The Package | 10 Stories

How are you veg?:  A Telugu short story in translation

By Joopaka Subhadra. Translated from Telugu by Alladi Uma and M. Sridhar

Published : Jun 12, 2022 18:00 IST

This story features in ‘How Are You Veg? Dalit Stories from Telugu’ by Joopaka Subhadra. Translated by Alladi Uma and M. Sridhar (Stree, 2021) 

This story features in ‘How Are You Veg? Dalit Stories from Telugu’ by Joopaka Subhadra. Translated by Alladi Uma and M. Sridhar (Stree, 2021) 

‘Hello! Aren’t you going for lunch? It’s lunchtime and you’re still sitting and reading the file.’

‘I didn’t bring my lunch, Madam.’

‘Why?... Why not?’

‘Just like that.’

‘What do you mean, “just like that?” You can’t work if you don’t eat. At least go to the canteen and eat,’ said my senior in a coastal accent.

Since she had asked, I told her what was on my mind, without much enthusiasm, ‘I don’t have good friends to eat my lunch with, Madam.’

‘When you’re new, that’s how you’ll feel. Don’t be upset... if you find anyone friendly, go ahead and eat with her.’ Thus advising me, she put her tiffin box in her bag and went for lunch.

Though it was almost a year since I began working in this agricultural office, I had still not found a single friend. Having studied, staying in a social welfare hostel, I worked hard to get through Group II B and then joined this office. A few people who had joined with me had several friends. They had found people from their home town, from their district, from their caste, from their relatives.

But I had no such luck. I could not find even a single person from my home town or district. Amidst the people here I looked like someone who did not fit in. Those who had joined along with me had friends who made them feel at home. Why were they not making me feel at home? I did not understand where lay the difference. I, too, wore good clothes like them. I, too, was neat and tidy. Perhaps my language was a bit different! Even so, what was the difference? Was it because I was dark-skinned! People at home often said that though dark-skinned, my face was sprightly.

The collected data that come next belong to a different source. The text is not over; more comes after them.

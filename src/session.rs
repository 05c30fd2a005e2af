//! Torrent session
//!
//! One session downloads one torrent. It runs as a single task that is
//! the only writer of the scheduler state: peer connections, the peer
//! source and the disk worker report to it over channels and it decides
//! what happens next. Callers observe it through a [`SessionHandle`]:
//! a watch channel carries the latest [`SessionProgress`] snapshot and a
//! broadcast channel carries [`SessionEvent`]s.

use std::collections::{HashMap, VecDeque};
use std::net::SocketAddr;
use std::sync::atomic::{AtomicUsize, Ordering};
use std::sync::Arc;
use std::time::{Duration, Instant};

use anyhow::Result;
use tokio::sync::{broadcast, mpsc, oneshot, watch};
use tokio::task::JoinSet;
use tracing::{debug, error, info, trace, warn};

use crate::config::{AddOptions, EngineConfig};
use crate::discovery::{DiscoveryEvent, PeerSource, PeerSourceHandle, TransferStats};
use crate::error::TorrentError;
use crate::peer::{self, ConnectionParams, PeerCommand, PeerEvent, PeerEventKind, PeerHandle, PeerState, Throughput};
use crate::protocol::BlockInfo;
use crate::scheduler::{BlockOutcome, PieceScheduler};
use crate::storage::{DiskEvent, FileStorage, PieceStore};
use crate::torrent::{MagnetLink, MetadataResolver, Resolution, TorrentInfo};

const PEER_EVENT_CAPACITY: usize = 256;
const EVENT_CAPACITY: usize = 1024;
const PEER_CLOSE_GRACE: Duration = Duration::from_secs(5);

/// Lifecycle of a session
#[derive(Debug, Clone, Copy, PartialEq, Eq)]
pub enum SessionState {
    /// Waiting for magnet metadata
    ResolvingMetadata,
    /// Checking files already on disk
    Checking,
    Downloading,
    /// Every piece verified
    Done,
    /// Stopped by a session-fatal error
    Failed,
    /// Torn down
    Stopped,
}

So those could not be the reasons. All I wanted was a friendly lunch group. But so far, I had not found anyone. Whenever I found someone who talked nicely, I would propose our having lunch together. Having lunch became a big problem for me.

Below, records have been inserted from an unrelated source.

impl PieceScheduler {
    pub fn new(info: &TorrentInfo, config: &EngineConfig) -> Self {
        let count = info.piece_count();
        let pieces = (0..count as u32)
            .map(|index| PieceState {
                status: PieceStatus::Missing,
                blocks: vec![BlockState::Missing; info.block_count(index, config.block_size) as usize],
            })
            .collect();

        Self {
            pieces,
            piece_lengths: (0..count as u32).map(|i| info.piece_len(i)).collect(),
            availability: vec![0; count],
            peers: HashMap::new(),
            in_flight: HashMap::new(),
            block_size: config.block_size,
            max_outstanding: config.max_outstanding_requests,
            endgame_threshold: config.endgame_threshold,
            request_timeout: config.request_timeout,
            verified: 0,
        }
    }

    pub fn piece_count(&self) -> usize {
        self.pieces.len()
    }

    pub fn status(&self, index: u32) -> Option<PieceStatus> {
        self.pieces.get(index as usize).map(|p| p.status)
    }

    pub fn verified_count(&self) -> usize {
        self.verified
    }

    pub fn is_complete(&self) -> bool {
        self.verified == self.pieces.len()
    }

    /// Endgame starts once fewer than the threshold pieces remain unverified
    pub fn in_endgame(&self) -> bool {
        let remaining = self.pieces.len() - self.verified;
        remaining > 0 && remaining < self.endgame_threshold
    }

    /// Number of outstanding request copies across all peers
    pub fn in_flight_count(&self) -> usize {
        self.in_flight.values().map(Vec::len).sum()
    }

    /// Outstanding requests held by one peer
    pub fn outstanding(&self, peer: &PeerKey) -> usize {
        self.peers.get(peer).map_or(0, |p| p.outstanding.len())
    }

    /// Peers advertising a piece
    pub fn availability(&self, index: u32) -> u32 {
        self.availability.get(index as usize).copied().unwrap_or(0)
    }

    /// Register a newly established peer. It starts choked with no pieces.
    pub fn peer_joined(&mut self, peer: PeerKey) {
        self.peers.entry(peer).or_insert_with(|| PeerView {
            bitfield: Bitfield::new(self.pieces.len()),
            choked: true,
            outstanding: HashSet::new(),
        });
    }

    /// Replace a peer's advertised piece set
    pub fn peer_bitfield(&mut self, peer: PeerKey, bitfield: &Bitfield) {
        self.peer_joined(peer);
        let Some(view) = self.peers.get_mut(&peer) else { return };
        for index in view.bitfield.iter_set() {
            self.availability[index] = self.availability[index].saturating_sub(1);
        }
        for index in bitfield.iter_set() {
            self.availability[index] += 1;
        }
        view.bitfield = bitfield.clone();
    }

    /// Record one more piece advertised by a peer
    pub fn peer_have(&mut self, peer: PeerKey, index: u32) {
        self.peer_joined(peer);
        if let Some(view) = self.peers.get_mut(&peer) {
            if !view.bitfield.has(index as usize) && view.bitfield.set(index as usize) {
                self.availability[index as usize] += 1;
            }
        }
    }

    pub fn peer_unchoked(&mut self, peer: PeerKey) {
        if let Some(view) = self.peers.get_mut(&peer) {
            view.choked = false;
        }
    }

    /// A choke voids every request the peer was holding
    pub fn peer_choked(&mut self, peer: PeerKey) {
        if let Some(view) = self.peers.get_mut(&peer) {
            view.choked = true;
        }
        let requeued = self.release_peer_requests(peer);
        if requeued > 0 {
            debug!("Requeued {} requests after choke from {}", requeued, peer);
        }
    }

    /// Forget a peer, requeueing its requests and dropping its availability
    pub fn peer_left(&mut self, peer: PeerKey) {
        let requeued = self.release_peer_requests(peer);
        if let Some(view) = self.peers.remove(&peer) {
            for index in view.bitfield.iter_set() {
                self.availability[index] = self.availability[index].saturating_sub(1);
            }
        }
        if requeued > 0 {
            debug!("Requeued {} requests from departed peer {}", requeued, peer);
        }
    }

    /// Whether a peer holds any piece we still need
    pub fn is_interesting(&self, peer: &PeerKey) -> bool {
        self.peers.get(peer).is_some_and(|view| {
            view.bitfield
                .iter_set()
                .any(|i| self.pieces[i].status != PieceStatus::Verified)
        })
    }

    /// Pick the next blocks to request from `peer`, filling its free
    /// request slots. The returned requests are recorded as in flight.
    pub fn next_requests(&mut self, peer: PeerKey, now: Instant) -> Vec<BlockInfo> {
        let (slots, order) = {
            let Some(view) = self.peers.get(&peer) else { return Vec::new() };
            if view.choked {
                return Vec::new();
            }
            let slots = self.max_outstanding.saturating_sub(view.outstanding.len());
            if slots == 0 {
                return Vec::new();
            }

            let mut order: Vec<usize> = view
                .bitfield
                .iter_set()
                .filter(|&i| self.pieces[i].status != PieceStatus::Verified)
                .collect();
            order.sort_by_key(|&i| (self.availability[i], i));
            (slots, order)
        };

        let endgame = self.in_endgame();
        let mut picked = Vec::with_capacity(slots);

        'pieces: for index in order {
            let block_count = self.pieces[index].blocks.len();
            for slot in 0..block_count {
                if picked.len() == slots {
                    break 'pieces;
                }
                let block = self.block_info(index as u32, slot);
                let requestable = match self.pieces[index].blocks[slot] {
                    BlockState::Missing => true,
                    BlockState::Requested => endgame && !self.holds(peer, &block),
                    BlockState::Received => false,
                };
                if requestable {
                    picked.push(block);
                    self.record_request(peer, block, now);
                }
            }
        }

        if !picked.is_empty() {
            trace!("Scheduled {} requests for {} (endgame: {})", picked.len(), peer, endgame);
        }
        picked
    }

    /// Hand a received block to the scheduler. The first copy wins.
    pub fn block_received(&mut self, peer: PeerKey, block: BlockInfo) -> BlockOutcome {
        let Some(slot) = self.slot_of(&block) else {
            debug!("Block {:?} from {} does not match the piece layout", block, peer);
            return BlockOutcome::Duplicate;
        };
        let index = block.index as usize;

        let holders = self.in_flight.remove(&block).unwrap_or_default();
        for holder in &holders {
            if let Some(view) = self.peers.get_mut(&holder.peer) {
                view.outstanding.remove(&block);
            }
        }

        let piece = &mut self.pieces[index];
        if piece.status == PieceStatus::Verified || piece.blocks[slot] == BlockState::Received {
            trace!("Discarding duplicate block {:?} from {}", block, peer);
            return BlockOutcome::Duplicate;
        }
        if !holders.iter().any(|h| h.peer == peer) {
            trace!("Discarding unrequested block {:?} from {}", block, peer);
            if !holders.is_empty() {
                // put the other peers' requests back
                self.in_flight.insert(block, holders.clone());
                for holder in &holders {
                    if let Some(view) = self.peers.get_mut(&holder.peer) {
                        view.outstanding.insert(block);
                    }
                }
            }
            return BlockOutcome::Duplicate;
        }

        piece.blocks[slot] = BlockState::Received;
        let piece_complete = piece.is_assembled();
        let cancels: Vec<_> = holders
            .iter()
            .filter(|h| h.peer != peer)
            .map(|h| (h.peer, block))
            .collect();
        if !cancels.is_empty() {
            debug!("Block {:?} won by {}, cancelling {} duplicates", block, peer, cancels.len());
        }

        BlockOutcome::Accepted { cancels, piece_complete }
    }

    /// A connection refused to send a request; make the block eligible again
    pub fn request_dropped(&mut self, peer: PeerKey, block: BlockInfo) {
        self.release_request(peer, block);
    }

    /// Remove requests older than the request timeout and make their
    /// blocks eligible again. Returns the expired requests so the caller
    /// can cancel them at their peers.
    pub fn expire_requests(&mut self, now: Instant) -> Vec<(PeerKey, BlockInfo)> {
        let timeout = self.request_timeout;
        let expired: Vec<(PeerKey, BlockInfo)> = self
            .in_flight
            .iter()
            .flat_map(|(block, holders)| {
                holders
                    .iter()
                    .filter(move |h| now.saturating_duration_since(h.requested_at) >= timeout)
                    .map(move |h| (h.peer, *block))
            })
            .collect();

        for (peer, block) in &expired {
            self.release_request(*peer, *block);
        }
        if !expired.is_empty() {
            debug!("{} requests timed out and were requeued", expired.len());
        }
        expired
    }

    /// Mark a piece verified. Used both after hashing and for pieces
    /// found intact on disk at startup.
    pub fn piece_verified(&mut self, index: u32) {
        let Some(piece) = self.pieces.get_mut(index as usize) else { return };
        if piece.status == PieceStatus::Verified {
            return;
        }
        piece.status = PieceStatus::Verified;
        piece.blocks.iter_mut().for_each(|b| *b = BlockState::Received);
        self.verified += 1;

        let stale: Vec<BlockInfo> = self.in_flight.keys().filter(|b| b.index == index).copied().collect();
        for block in stale {
            if let Some(holders) = self.in_flight.remove(&block) {
                for holder in holders {
                    if let Some(view) = self.peers.get_mut(&holder.peer) {
                        view.outstanding.remove(&block);
                    }
                }
            }
        }

        if self.is_complete() {
            info!("All {} pieces verified", self.pieces.len());
        }
    }

    /// Discard a piece that failed its hash check so it is downloaded again
    pub fn piece_failed(&mut self, index: u32) {
        let Some(piece) = self.pieces.get_mut(index as usize) else { return };
        if piece.status == PieceStatus::Verified {
            return;
        }
        piece.status = PieceStatus::Missing;
        piece.blocks.iter_mut().for_each(|b| *b = BlockState::Missing);
        debug!("Piece {} reset after failed verification", index);
    }

    /// Drop every outstanding request, returning them for cancellation
    pub fn cancel_all(&mut self) -> Vec<(PeerKey, BlockInfo)> {
        let all: Vec<(PeerKey, BlockInfo)> = self
            .in_flight
            .iter()
            .flat_map(|(block, holders)| holders.iter().map(move |h| (h.peer, *block)))
            .collect();
        for (peer, block) in &all {
            self.release_request(*peer, *block);
        }
        all
    }

    fn block_info(&self, index: u32, slot: usize) -> BlockInfo {
        let begin = slot as u32 * self.block_size;
        let length = self.piece_lengths[index as usize].saturating_sub(begin).min(self.block_size);
        BlockInfo { index, begin, length }
    }

    /// Block slot for a request, if it matches the piece layout exactly
    fn slot_of(&self, block: &BlockInfo) -> Option<usize> {
        let piece = self.pieces.get(block.index as usize)?;
        if block.begin % self.block_size != 0 {
            return None;
        }
        let slot = (block.begin / self.block_size) as usize;
        if slot >= piece.blocks.len() || self.block_info(block.index, slot) != *block {
            return None;
        }
        Some(slot)
    }

    fn holds(&self, peer: PeerKey, block: &BlockInfo) -> bool {
        self.peers.get(&peer).is_some_and(|v| v.outstanding.contains(block))
    }

    fn record_request(&mut self, peer: PeerKey, block: BlockInfo, now: Instant) {
        let index = block.index as usize;
        let slot = (block.begin / self.block_size) as usize;
        let piece = &mut self.pieces[index];
        piece.blocks[slot] = BlockState::Requested;
        if piece.status == PieceStatus::Missing {
            piece.status = PieceStatus::InProgress;
        }
        self.in_flight.entry(block).or_default().push(InFlight { peer, requested_at: now });
        if let Some(view) = self.peers.get_mut(&peer) {
            view.outstanding.insert(block);
        }
    }

    fn release_request(&mut self, peer: PeerKey, block: BlockInfo) {
        if let Some(view) = self.peers.get_mut(&peer) {
            view.outstanding.remove(&block);
        }
        let Some(holders) = self.in_flight.get_mut(&block) else { return };
        holders.retain(|h| h.peer != peer);
        if holders.is_empty() {
            self.in_flight.remove(&block);
            if let Some(slot) = self.slot_of(&block) {
                let state = &mut self.pieces[block.index as usize].blocks[slot];
                if *state == BlockState::Requested {
                    *state = BlockState::Missing;
                }
            }
        }
    }

    fn release_peer_requests(&mut self, peer: PeerKey) -> usize {
        let blocks: Vec<BlockInfo> = match self.peers.get(&peer) {
            Some(view) => view.outstanding.iter().copied().collect(),
            None => return 0,
        };
        for block in &blocks {
            self.release_request(peer, *block);
        }
        blocks.len()
    }
}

For all of us who worked, lunchtime was a break. At that hour, people would not be in their seats. For women employees, there were innumerable chores from the time they woke up. In the morning, their tensions threatened to burst out of their hearts and throats. All morning they would race against the clock, cook rice, curry and tiffin, get the children ready, pack their books, tiffin and water, give the husband everything he needed, get ready and jump onto the special bus. A woman employee’s morning meal was one with God; the one that counted was the lunch at office.

At lunch time, there would be no one in the sections or in the seats. Everyone would be busy eating. The employees, especially the women, would enjoy total freedom in the name of lunch. They would have come without eating in the morning. So this was the time they would eat to their fill, converse, meet friends, and do their own chores.

At lunch time, officers would not ask for this or that file, nor would they send for us, because they, too, would be at lunch. At this time, seats and files, too, would snooze and rest.

Now, our women colleagues would talk about things ranging from space to bottle-gourd curry. ‘My son doesn’t touch his books. My daughter is turning out to be one who doesn’t listen to me. My husband isn’t concerned about home, everything must be ready on time’ and such. The recipes on TV, relatives, neighbours, TV serials and their stories. The power had failed during such and such serial yesterday, anxiety about what had unfolded. Where sarees were available on discount, cannot afford to buy gold, but salute to gold designs which can be made with a gram of gold. These were the topics that rolled out among the women employees at lunch time. As for some seniors, they would gossip about boys and girls in America.

There were ten sections in our hall. We were ten women employees. If I said hello, some would respond, “Hello!” Our senior colleagues would show a little interest in the new recruits and find out their details.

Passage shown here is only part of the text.